Collected data entries
----------

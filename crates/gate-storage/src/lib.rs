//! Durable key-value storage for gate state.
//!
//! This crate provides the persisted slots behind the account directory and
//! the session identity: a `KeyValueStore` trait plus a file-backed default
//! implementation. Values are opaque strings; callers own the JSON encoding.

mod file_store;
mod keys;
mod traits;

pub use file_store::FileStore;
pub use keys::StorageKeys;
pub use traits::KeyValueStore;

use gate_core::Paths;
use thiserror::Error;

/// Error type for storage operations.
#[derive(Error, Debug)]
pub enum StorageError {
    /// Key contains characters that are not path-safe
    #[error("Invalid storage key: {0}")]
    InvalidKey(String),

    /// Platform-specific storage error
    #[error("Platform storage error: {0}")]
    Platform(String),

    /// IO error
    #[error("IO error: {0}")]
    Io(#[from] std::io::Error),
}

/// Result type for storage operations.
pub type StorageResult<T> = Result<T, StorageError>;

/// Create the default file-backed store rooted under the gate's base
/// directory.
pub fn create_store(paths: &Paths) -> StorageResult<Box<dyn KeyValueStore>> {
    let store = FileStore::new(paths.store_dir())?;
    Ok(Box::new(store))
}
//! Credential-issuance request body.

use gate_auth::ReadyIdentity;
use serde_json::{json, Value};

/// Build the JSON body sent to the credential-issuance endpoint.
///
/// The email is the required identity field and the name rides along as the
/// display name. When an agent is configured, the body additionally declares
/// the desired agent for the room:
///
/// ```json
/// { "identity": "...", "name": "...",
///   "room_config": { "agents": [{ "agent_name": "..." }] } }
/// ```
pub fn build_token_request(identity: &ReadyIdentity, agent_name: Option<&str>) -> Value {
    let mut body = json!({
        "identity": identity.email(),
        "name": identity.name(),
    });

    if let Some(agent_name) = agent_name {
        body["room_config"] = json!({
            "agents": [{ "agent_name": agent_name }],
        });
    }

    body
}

----------

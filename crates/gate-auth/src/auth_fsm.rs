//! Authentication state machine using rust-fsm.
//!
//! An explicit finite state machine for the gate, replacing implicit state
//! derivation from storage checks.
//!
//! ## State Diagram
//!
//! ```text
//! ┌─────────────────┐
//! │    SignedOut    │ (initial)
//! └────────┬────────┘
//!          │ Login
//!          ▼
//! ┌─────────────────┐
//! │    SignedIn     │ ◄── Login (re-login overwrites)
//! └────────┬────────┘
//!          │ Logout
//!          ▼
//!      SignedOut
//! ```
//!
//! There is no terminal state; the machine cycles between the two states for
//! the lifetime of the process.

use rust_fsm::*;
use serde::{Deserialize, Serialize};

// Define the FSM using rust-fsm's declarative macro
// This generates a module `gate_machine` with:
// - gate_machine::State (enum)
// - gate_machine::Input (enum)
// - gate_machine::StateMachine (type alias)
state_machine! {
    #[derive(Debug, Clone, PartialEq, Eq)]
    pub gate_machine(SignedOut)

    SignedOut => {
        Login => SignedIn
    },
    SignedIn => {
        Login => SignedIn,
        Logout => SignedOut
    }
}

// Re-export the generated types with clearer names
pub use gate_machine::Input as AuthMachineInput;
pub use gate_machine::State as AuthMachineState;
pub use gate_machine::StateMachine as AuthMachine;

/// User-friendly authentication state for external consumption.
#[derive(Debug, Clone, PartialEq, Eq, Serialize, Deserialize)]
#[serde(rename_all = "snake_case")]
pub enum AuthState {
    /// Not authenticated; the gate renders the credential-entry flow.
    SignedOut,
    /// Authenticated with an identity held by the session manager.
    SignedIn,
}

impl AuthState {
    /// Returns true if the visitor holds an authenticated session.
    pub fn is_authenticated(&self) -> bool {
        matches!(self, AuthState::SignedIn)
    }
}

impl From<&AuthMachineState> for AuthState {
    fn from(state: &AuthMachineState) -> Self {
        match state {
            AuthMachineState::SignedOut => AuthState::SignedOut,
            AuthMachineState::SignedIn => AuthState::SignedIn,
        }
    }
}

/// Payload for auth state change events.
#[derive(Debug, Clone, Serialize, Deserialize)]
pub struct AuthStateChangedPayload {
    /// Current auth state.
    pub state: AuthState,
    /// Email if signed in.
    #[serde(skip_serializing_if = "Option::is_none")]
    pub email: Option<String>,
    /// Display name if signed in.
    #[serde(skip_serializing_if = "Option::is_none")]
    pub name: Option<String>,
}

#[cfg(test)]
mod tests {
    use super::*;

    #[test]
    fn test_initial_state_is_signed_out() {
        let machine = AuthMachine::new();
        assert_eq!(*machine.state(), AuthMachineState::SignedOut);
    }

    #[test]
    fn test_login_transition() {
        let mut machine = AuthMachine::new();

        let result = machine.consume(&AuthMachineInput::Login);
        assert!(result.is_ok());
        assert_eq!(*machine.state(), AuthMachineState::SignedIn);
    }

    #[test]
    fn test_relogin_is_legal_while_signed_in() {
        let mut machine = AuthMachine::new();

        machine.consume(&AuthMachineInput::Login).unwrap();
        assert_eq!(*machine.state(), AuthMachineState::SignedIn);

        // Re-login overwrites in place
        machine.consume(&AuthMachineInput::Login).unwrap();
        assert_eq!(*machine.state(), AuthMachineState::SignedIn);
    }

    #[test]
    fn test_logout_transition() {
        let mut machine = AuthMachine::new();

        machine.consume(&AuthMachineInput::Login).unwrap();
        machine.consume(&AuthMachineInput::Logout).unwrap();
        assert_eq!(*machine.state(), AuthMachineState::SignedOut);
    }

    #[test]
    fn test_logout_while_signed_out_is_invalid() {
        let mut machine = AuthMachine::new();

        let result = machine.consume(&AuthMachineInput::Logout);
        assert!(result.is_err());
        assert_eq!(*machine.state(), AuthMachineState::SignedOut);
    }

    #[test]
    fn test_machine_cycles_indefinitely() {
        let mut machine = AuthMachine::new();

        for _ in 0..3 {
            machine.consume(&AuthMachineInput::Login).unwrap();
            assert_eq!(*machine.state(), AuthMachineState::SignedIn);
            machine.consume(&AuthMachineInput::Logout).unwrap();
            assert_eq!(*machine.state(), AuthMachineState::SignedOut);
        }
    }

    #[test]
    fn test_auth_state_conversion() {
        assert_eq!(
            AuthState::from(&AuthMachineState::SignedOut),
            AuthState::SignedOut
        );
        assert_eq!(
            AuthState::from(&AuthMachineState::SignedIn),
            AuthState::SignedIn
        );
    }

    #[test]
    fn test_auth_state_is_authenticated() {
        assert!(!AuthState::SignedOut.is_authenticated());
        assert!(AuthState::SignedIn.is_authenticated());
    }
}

----------

Prompt — Each line of the records that contains the string "body" must be copied.

Output for this exercise —
//! Credential-issuance request body.
/// Build the JSON body sent to the credential-issuance endpoint.
/// display name. When an agent is configured, the body additionally declares
    let mut body = json!({
        body["room_config"] = json!({
    body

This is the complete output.